Kristalina Georgieva takes over the reins at the International Monetary Fund with high praise from her boss at the World Bank. But she arrives as the financial watchdog faces an array of risks including a deep global recession

Not for the first time, the new head of the International Monetary Fund has taken up the reins of the global financial watchdog in the wake of the unexpected departure of their predecessor.

In fact, one must go back just over 40 years to find a managing director of the IMF who quietly stepped down as their term of office came to an end as Dutchman H. Johannes Witteveen did in 1978.

Jacques de Larosière, Michel Camdessus, Horst Köhler and Rodrigo de Rato all quit early either to take a new job or for personal reasons while Dominque Strauss Kahn was forced out in 2011 over allegations of sexual assault, paving the way for Christine Lagarde’s sudden appointment.

It was Lagarde’s nomination as president of the European Central Bank this year that created the vacancy which enabled Kristalina Georgieva to become the first managing director to be appointed from an emerging or developing economy.

Even before the 66-year-old Bulgarian’s appointment was confirmed earlier this month, the IMF took the unusual step of agreeing to amend the rule that had

previously prohibited the appointment of a candidate aged 65 or over as managing director, and had also prohibited them serving past their 70th birthday. If she serves two terms, she will retire aged 76.

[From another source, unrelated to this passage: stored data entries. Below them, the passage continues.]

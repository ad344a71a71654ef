//! Application configuration management.
//!
//! Settings are layered with figment, later layers overriding earlier ones:
//!
//! 1. Built-in defaults
//! 2. TOML file (`--config FILE`, else `config.toml` in the platform config directory)
//! 3. Environment variables prefixed `TREECMP_` (nested keys joined with `__`,
//!    e.g. `TREECMP_OUTPUT__SHOW_MISS=true`)
//! 4. Command-line flags, applied by [`Config::apply_scan_args`]
//!
//! # Example file
//!
//! ```toml
//! exclude = ["*.swp", "Thumbs.db"]
//! io_threads = 2
//!
//! [output]
//! show_same = false
//! show_miss = true
//! post_divider = "\n"
//! ```

use std::path::{Path, PathBuf};

use anyhow::{Context, Result};
use directories::ProjectDirs;
use figment::providers::{Env, Format, Serialized, Toml};
use figment::Figment;
use serde::{Deserialize, Serialize};

use crate::cli::ScanArgs;
use crate::compare::{CompareMode, ScanConfig, SizeMismatch};
use crate::filter::{FilterError, PatternFilter};
use crate::report::OutputConfig;

/// Prefix of environment variables read into the configuration.
pub const ENV_PREFIX: &str = "TREECMP_";

/// Application configuration.
#[derive(Debug, Clone, PartialEq, Eq, Serialize, Deserialize)]
#[serde(default)]
pub struct Config {
    /// File name patterns to compare (empty = all)
    pub include: Vec<String>,
    /// File name patterns to skip
    pub exclude: Vec<String>,
    /// Compare by size only
    pub just_name: bool,
    /// Classification of present files with different sizes
    pub size_mismatch: SizeMismatch,
    /// Threads comparing files within a level
    pub io_threads: usize,
    /// Record formatting
    pub output: OutputConfig,
}

impl Default for Config {
    fn default() -> Self {
        Self {
            include: Vec::new(),
            exclude: Vec::new(),
            just_name: false,
            size_mismatch: SizeMismatch::Missing,
            io_threads: 4,
            output: OutputConfig::default(),
        }
    }
}

impl Config {
    /// Load defaults, the config file and the environment.
    ///
    /// An explicit `path` must exist; the default location is optional.
    ///
    /// # Errors
    ///
    /// Returns an error if an explicit file is missing or any layer fails to
    /// parse into [`Config`].
    pub fn load(path: Option<&Path>) -> Result<Self> {
        let file = match path {
            Some(p) => {
                if !p.is_file() {
                    anyhow::bail!("Config file not found: {}", p.display());
                }
                Some(p.to_path_buf())
            }
            None => Self::config_path(),
        };

        let config: Config = Self::figment(file.as_deref())
            .extract()
            .context("Failed to load configuration")?;
        log::debug!(
            "Configuration loaded (file: {})",
            file.as_deref()
                .map_or_else(|| "none".to_string(), |p| p.display().to_string())
        );
        Ok(config)
    }

    /// The figment stack for `file`, before command-line overrides.
    #[must_use]
    pub fn figment(file: Option<&Path>) -> Figment {
        let mut figment = Figment::from(Serialized::defaults(Config::default()));
        if let Some(file) = file {
            figment = figment.merge(Toml::file(file));
        }
        figment.merge(Env::prefixed(ENV_PREFIX).split("__"))
    }

    /// Default platform-specific configuration path.
    #[must_use]
    pub fn config_path() -> Option<PathBuf> {
        ProjectDirs::from("com", "treecmp", "treecmp")
            .map(|dirs| dirs.config_dir().join("config.toml"))
    }

    /// Apply command-line flags on top of the loaded layers.
    ///
    /// `--simple` is applied before the individual template flags so an
    /// explicit `--post-divider` still wins.
    pub fn apply_scan_args(&mut self, args: &ScanArgs) {
        self.include.extend(args.include.iter().cloned());
        self.exclude.extend(args.exclude.iter().cloned());
        if args.just_name {
            self.just_name = true;
        }
        if args.split_size_mismatch {
            self.size_mismatch = SizeMismatch::Different;
        }
        if let Some(threads) = args.io_threads {
            self.io_threads = threads;
        }

        let out = &mut self.output;
        if args.simple {
            *out = std::mem::take(out).simple();
        }
        if args.show_diff {
            out.show_diff = true;
        }
        if args.show_miss {
            out.show_miss = true;
        }
        if args.hide_same {
            out.show_same = false;
        }
        if args.invert {
            out.invert = true;
        }
        if let Some(side) = args.side {
            out.side = side;
        }

        let templates = [
            (&args.pre_dup, &mut out.pre_dup),
            (&args.pre_diff, &mut out.pre_diff),
            (&args.pre_miss, &mut out.pre_missing),
            (&args.pre_divider, &mut out.pre_divider),
            (&args.post_divider, &mut out.post_divider),
            (&args.separator, &mut out.separator),
        ];
        for (flag, field) in templates {
            if let Some(value) = flag {
                field.clone_from(value);
            }
        }
    }

    /// The comparison mode selected by `just_name`.
    #[must_use]
    pub fn compare_mode(&self) -> CompareMode {
        if self.just_name {
            CompareMode::Name
        } else {
            CompareMode::Content
        }
    }

    /// Scanner settings from this configuration.
    #[must_use]
    pub fn scan_config(&self) -> ScanConfig {
        ScanConfig::default()
            .with_mode(self.compare_mode())
            .with_size_mismatch(self.size_mismatch)
            .with_io_threads(self.io_threads)
    }

    /// Compile the include and exclude patterns.
    ///
    /// # Errors
    ///
    /// Returns [`FilterError::InvalidPattern`] for the first bad pattern.
    pub fn build_filter(&self) -> Result<PatternFilter, FilterError> {
        PatternFilter::new(&self.include, &self.exclude)
    }

    /// Render as TOML.
    ///
    /// # Errors
    ///
    /// Returns an error if serialization fails.
    pub fn to_toml(&self) -> Result<String> {
        toml::to_string_pretty(self).context("Failed to serialize configuration")
    }
}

Although she was unopposed — her appointment was subject to a vote by the IMF’s executive board, but she garnered overwhelming support early on — Georgieva will face no shortage of challenges over her five-year term.

Recession risk

She takes over the reins as the IMF faces a cocktail of challenges both immediate and further out on the horizon. The short-term risks lie in the IMF’s role as lender of last resort amid the current turbulence in the global economy, the threat of a trade war and the recent valuations on capital markets.

“The single most important thing facing the IMF in the next few years is going to be to help the leading economies of the world manage what is almost certainly going to be a slowdown — maybe even a recession,” says Masood Ahmed, a former director of the IMF’s Middle East and Central Asia Department who now heads up the Centre for Global Development (CGD) thinktank.

Many commentators fear any slowdown will be even worse than the 2008 global financial crisis that saw central banks cut rates, governments in both the West and Asia unleash extra spending and the IMF re-armed with $1tr of new capital.

But a decade on and none of those tools is available again. Central banks are either at, or close to the zero lower-bound for interest rates and those that are not, such as the US Federal Reserve, are cutting. Governments with large surpluses such as Germany seem reluctant to open their financial war chests.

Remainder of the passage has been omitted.